SELECT SPLIT_PART(email, '@', 2) AS domain
FROM users;

A few behaviors worth remembering:

  • Fields are numbered from one, not zero. SPLIT_PART('a.b.c', '.', 1) returns a.
  • If field n does not exist, you get an empty string '', not NULL.
  • If the delimiter never appears, the whole value is treated as field number 1.
  • delimiter is a literal, not a regex; a dot means a dot.

Real-world scenarios

User domains and a breakdown by mail provider:

SELECT
    SPLIT_PART(email, '@', 2) AS domain,
    COUNT(*)                  AS users
FROM users
GROUP BY SPLIT_PART(email, '@', 2)
ORDER BY users DESC;

The local part (before @) is simply field number 1:

SELECT id, SPLIT_PART(email, '@', 1) AS local_part
FROM users
WHERE country = 'DE';

Parsing a composite order status such as paid:card:eur:

SELECT
    id,
    SPLIT_PART(status, ':', 1) AS payment_state,
    SPLIT_PART(status, ':', 2) AS method,
    SPLIT_PART(status, ':', 3) AS currency
FROM orders;

The top segment of a hierarchical department code like eng/backend/payments:

SELECT name, SPLIT_PART(dept, '/', 1) AS top_level_dept
FROM employees;

Negative index in PostgreSQL 14+

Starting with PostgreSQL 14, the third argument can be negative and counts from the end. That is a lifesaver when the number of segments varies but you specifically want the last one.

-- PostgreSQL 14+: last path segment
SELECT SPLIT_PART('eng/backend/payments', '/', -1);  -- 'payments'

-- second to last
SELECT SPLIT_PART('eng/backend/payments', '/', -2);  -- 'backend'

Gotcha: before version 14 a negative index raises an error instead of returning an empty string. If your code ships to PostgreSQL 13 or earlier, emulate "last field" with reverse() or regexp_replace(path, '.*/', ''). Always confirm the server version before relying on negative counting.

MySQL: SUBSTRING_INDEX

MySQL has no SPLIT_PART, but it offers SUBSTRING_INDEX(str, delim, count). The logic differs: a positive count takes everything before the N-th delimiter from the left, a negative count from the right. To isolate a single field you nest two calls.
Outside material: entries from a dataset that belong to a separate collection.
//! Incremental road/rail → BIM synchronization engine.
//!
//! Converts a graph of civil design entities (alignments, vertical profiles,
//! corridors, corridor surfaces) into a persisted target graph, repeatedly
//! and incrementally: unchanged entities are left alone, changed ones are
//! updated in place, new ones are created, and target identity is stable
//! across runs.
//!
//! ## Components
//!
//! - **SyncInfo**: persisted `(scope, kind, source_id) → (target, fingerprint)` records
//! - **Change detector**: classifies entities as new, changed or unchanged
//! - **Converters**: alignments with profiles, corridors with pathway and components
//! - **Orchestrator**: dedup and dependency-ordered phases
//! - **Schema phase**: additive-only evolution of the generated categories
//! - **Engine**: the `convert_road_rail_elements` entry point
//!
//! ## Run
//!
//! 1. **Discovery**: snapshot the source feed into a graph
//! 2. **Schema**: generate, reconcile and publish category classes
//! 3. **Alignments**: design alignments and their profiles
//! 4. **Corridors**: resolved through the alignment identity map
//! 5. **3D linears**: remaining alignments
//! 6. **Association**: link linears to their corridors
//!
//! # Example
//!
//! ```
//! use roadrail_storage::{DuckSchemaRepository, DuckTargetStore};
//! use roadrail_sync::{ConversionConfig, RoadRailConverter, SqliteSyncInfoStore, StaticFeed};
//! use roadrail_types::ScopeId;
//! use std::sync::Arc;
//!
//! let targets = DuckTargetStore::open_in_memory().unwrap();
//! let schemas = DuckSchemaRepository::open_with_conn(targets.connection()).unwrap();
//! let converter = RoadRailConverter::new(
//!     ConversionConfig::default(),
//!     Arc::new(StaticFeed::default()),
//!     Arc::new(targets),
//!     Arc::new(schemas),
//!     Arc::new(SqliteSyncInfoStore::open_in_memory().unwrap()),
//! );
//!
//! let report = converter.convert_road_rail_elements(&ScopeId::new("site")).unwrap();
//! assert_eq!(report.created, 0);
//! ```

mod association;
pub mod change_detector;
pub mod config;
pub mod convert;
mod engine;
mod error;
mod identity;
pub mod orchestrator;
mod registry;
mod report;
pub mod schema_phase;
pub mod sync_info;

pub use association::{associate_linears, CORRIDOR_PROPERTY};
pub use change_detector::{ChangeDetector, ChangeRecord, Classification};
pub use config::{ConversionConfig, UPDATE_SCHEMA_ENV};
pub use convert::{
    convert_alignment, convert_corridor, ConversionContext, ConversionOutcome,
    CorridorClassification,
};
pub use engine::{
    Cancellation, DiscoveryFeed, RoadRailConverter, StaticFeed, SPATIAL_TRANSFORM_SETTING,
};
pub use error::{ConvertError, ConvertResult, FailureClass, SyncError, SyncResult};
pub use identity::AlignmentIdentityMap;
pub use orchestrator::{dedup_by_source_id, Orchestrator, Phase};
pub use registry::{ConversionExtension, ExtensionRegistry};
pub use report::{ConversionReport, DeletedEntry, EntityFailure, KindCounts};
pub use schema_phase::{run_schema_phase, SchemaCatalog, SchemaPhaseOutcome};
pub use sync_info::{SqliteSyncInfoStore, SyncInfoRecord, SyncInfoStore};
-- MySQL: domain from an email (everything after the first '@')
SELECT SUBSTRING_INDEX(email, '@', -1) AS domain
FROM users;

-- MySQL: exactly the second field of 'a.b.c.d'
-- take the first two fields, then the last of those
SELECT SUBSTRING_INDEX(SUBSTRING_INDEX('a.b.c.d', '.', 2), '.', -1);  -- 'b'

For two-field strings (like local@domain) a single SUBSTRING_INDEX(..., -1) is enough. For an arbitrary N you need the two-call sandwich.

ClickHouse: splitByChar and arrays

ClickHouse thinks in arrays: splitByChar(delim, str) returns an array of fields, from which you index the element you want (numbered from 1). For a multi-character delimiter there is splitByString.

-- ClickHouse: domain from an email
SELECT splitByChar('@', email)[2] AS domain
FROM users;

-- ClickHouse: last segment via arrayElement with a negative index
SELECT arrayElement(splitByChar('/', 'eng/backend/payments'), -1);  -- 'payments'

A quick dialect summary:

  • PostgreSQL: SPLIT_PART(s, d, n), fields from 1, negative n from PG14.
  • MySQL: SUBSTRING_INDEX, double call to isolate one field.
  • ClickHouse: splitByChar/splitByString plus array indexing.

When a string has many delimiters and the logic is richer than "the N-th field," PostgreSQL's regexp_split_to_array or regexp_match fit better. But for clean, predictable parsing, SPLIT_PART remains the shortest and most readable tool you have.